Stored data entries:
========================================

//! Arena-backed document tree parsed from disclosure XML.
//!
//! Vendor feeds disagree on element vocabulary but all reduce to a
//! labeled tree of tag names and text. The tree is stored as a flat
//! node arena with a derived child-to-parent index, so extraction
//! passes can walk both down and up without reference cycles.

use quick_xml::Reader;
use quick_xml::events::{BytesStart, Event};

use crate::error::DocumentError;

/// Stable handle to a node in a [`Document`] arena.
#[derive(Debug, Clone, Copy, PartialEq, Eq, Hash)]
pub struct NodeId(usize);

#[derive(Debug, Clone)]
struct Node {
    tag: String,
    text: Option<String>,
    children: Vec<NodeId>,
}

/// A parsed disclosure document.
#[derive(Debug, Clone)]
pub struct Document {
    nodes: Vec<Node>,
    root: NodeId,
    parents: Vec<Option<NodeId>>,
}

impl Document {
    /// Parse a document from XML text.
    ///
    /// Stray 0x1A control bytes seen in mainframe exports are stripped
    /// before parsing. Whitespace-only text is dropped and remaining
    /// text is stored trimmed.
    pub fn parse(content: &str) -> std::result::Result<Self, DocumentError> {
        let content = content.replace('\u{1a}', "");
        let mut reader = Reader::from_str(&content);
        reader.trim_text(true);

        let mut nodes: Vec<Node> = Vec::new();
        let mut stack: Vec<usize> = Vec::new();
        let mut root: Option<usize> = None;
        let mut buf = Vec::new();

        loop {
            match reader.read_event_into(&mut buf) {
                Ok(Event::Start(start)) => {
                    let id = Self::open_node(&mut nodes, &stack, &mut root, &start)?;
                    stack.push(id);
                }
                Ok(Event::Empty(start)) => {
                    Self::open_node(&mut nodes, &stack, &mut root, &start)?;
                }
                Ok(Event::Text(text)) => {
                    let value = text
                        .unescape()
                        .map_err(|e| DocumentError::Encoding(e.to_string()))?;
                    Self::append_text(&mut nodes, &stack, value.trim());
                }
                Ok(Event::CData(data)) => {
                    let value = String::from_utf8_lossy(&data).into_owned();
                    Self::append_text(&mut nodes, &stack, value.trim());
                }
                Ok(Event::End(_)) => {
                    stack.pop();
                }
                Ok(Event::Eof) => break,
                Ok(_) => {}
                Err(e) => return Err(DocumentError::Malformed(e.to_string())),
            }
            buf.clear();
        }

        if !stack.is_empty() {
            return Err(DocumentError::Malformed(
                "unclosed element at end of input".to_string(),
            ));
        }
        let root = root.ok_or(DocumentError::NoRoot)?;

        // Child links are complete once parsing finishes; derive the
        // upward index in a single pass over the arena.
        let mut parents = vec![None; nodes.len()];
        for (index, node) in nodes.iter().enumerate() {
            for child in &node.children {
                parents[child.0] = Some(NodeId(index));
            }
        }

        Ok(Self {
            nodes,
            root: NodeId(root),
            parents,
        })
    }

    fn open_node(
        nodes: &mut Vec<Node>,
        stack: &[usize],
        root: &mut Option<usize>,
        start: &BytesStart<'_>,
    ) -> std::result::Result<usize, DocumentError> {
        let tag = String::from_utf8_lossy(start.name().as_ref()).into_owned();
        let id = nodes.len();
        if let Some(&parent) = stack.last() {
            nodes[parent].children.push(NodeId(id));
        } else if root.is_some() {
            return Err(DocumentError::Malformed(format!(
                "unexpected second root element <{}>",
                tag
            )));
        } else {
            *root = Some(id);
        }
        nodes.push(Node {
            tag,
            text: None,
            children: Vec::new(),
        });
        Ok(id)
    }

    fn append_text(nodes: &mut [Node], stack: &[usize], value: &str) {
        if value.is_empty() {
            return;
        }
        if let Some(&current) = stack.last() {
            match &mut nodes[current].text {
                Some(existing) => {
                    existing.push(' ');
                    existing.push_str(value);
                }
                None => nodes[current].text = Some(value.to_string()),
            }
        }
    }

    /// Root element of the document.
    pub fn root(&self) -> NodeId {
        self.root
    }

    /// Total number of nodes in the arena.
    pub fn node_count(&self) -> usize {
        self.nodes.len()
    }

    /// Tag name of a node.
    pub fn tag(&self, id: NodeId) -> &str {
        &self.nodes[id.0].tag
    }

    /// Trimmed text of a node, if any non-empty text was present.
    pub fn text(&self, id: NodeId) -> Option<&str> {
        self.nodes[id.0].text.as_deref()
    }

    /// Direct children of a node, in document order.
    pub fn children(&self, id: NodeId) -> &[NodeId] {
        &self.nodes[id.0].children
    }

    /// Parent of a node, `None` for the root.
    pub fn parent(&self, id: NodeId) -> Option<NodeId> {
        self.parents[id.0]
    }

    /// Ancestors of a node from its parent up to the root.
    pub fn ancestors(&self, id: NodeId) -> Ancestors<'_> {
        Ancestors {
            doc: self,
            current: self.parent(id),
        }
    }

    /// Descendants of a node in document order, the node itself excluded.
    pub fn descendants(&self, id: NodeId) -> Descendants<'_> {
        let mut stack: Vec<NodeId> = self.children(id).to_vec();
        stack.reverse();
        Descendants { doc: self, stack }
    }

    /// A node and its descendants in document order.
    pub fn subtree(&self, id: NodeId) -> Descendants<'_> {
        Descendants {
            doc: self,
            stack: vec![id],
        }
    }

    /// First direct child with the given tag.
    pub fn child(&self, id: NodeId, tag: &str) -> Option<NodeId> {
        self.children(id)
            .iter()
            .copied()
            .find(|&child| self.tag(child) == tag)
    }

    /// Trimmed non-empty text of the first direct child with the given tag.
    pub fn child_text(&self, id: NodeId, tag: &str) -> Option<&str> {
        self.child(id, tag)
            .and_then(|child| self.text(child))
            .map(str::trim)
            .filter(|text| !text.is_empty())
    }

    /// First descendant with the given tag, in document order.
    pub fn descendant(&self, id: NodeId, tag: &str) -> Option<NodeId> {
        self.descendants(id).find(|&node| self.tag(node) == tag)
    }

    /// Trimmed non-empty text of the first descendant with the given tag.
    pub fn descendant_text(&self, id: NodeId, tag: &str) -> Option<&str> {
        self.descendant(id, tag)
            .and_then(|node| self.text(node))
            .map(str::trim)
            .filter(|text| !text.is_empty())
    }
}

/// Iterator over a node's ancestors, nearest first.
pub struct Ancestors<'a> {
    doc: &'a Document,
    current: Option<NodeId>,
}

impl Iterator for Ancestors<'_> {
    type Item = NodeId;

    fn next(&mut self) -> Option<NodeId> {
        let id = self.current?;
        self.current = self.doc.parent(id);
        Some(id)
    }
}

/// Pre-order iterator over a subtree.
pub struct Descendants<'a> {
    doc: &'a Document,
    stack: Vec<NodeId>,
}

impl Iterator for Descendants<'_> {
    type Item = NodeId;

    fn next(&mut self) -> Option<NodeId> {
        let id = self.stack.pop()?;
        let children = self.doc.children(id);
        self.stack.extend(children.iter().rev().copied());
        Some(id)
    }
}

========================================

**PROBLEM REQUIREMENTS**
Your answer must be a copy of every line in the data above that holds the string "None".

**COMPLETED TASK**
        let mut root: Option<usize> = None;
        let mut parents = vec![None; nodes.len()];
            text: None,
                None => nodes[current].text = Some(value.to_string()),
    /// Parent of a node, `None` for the root.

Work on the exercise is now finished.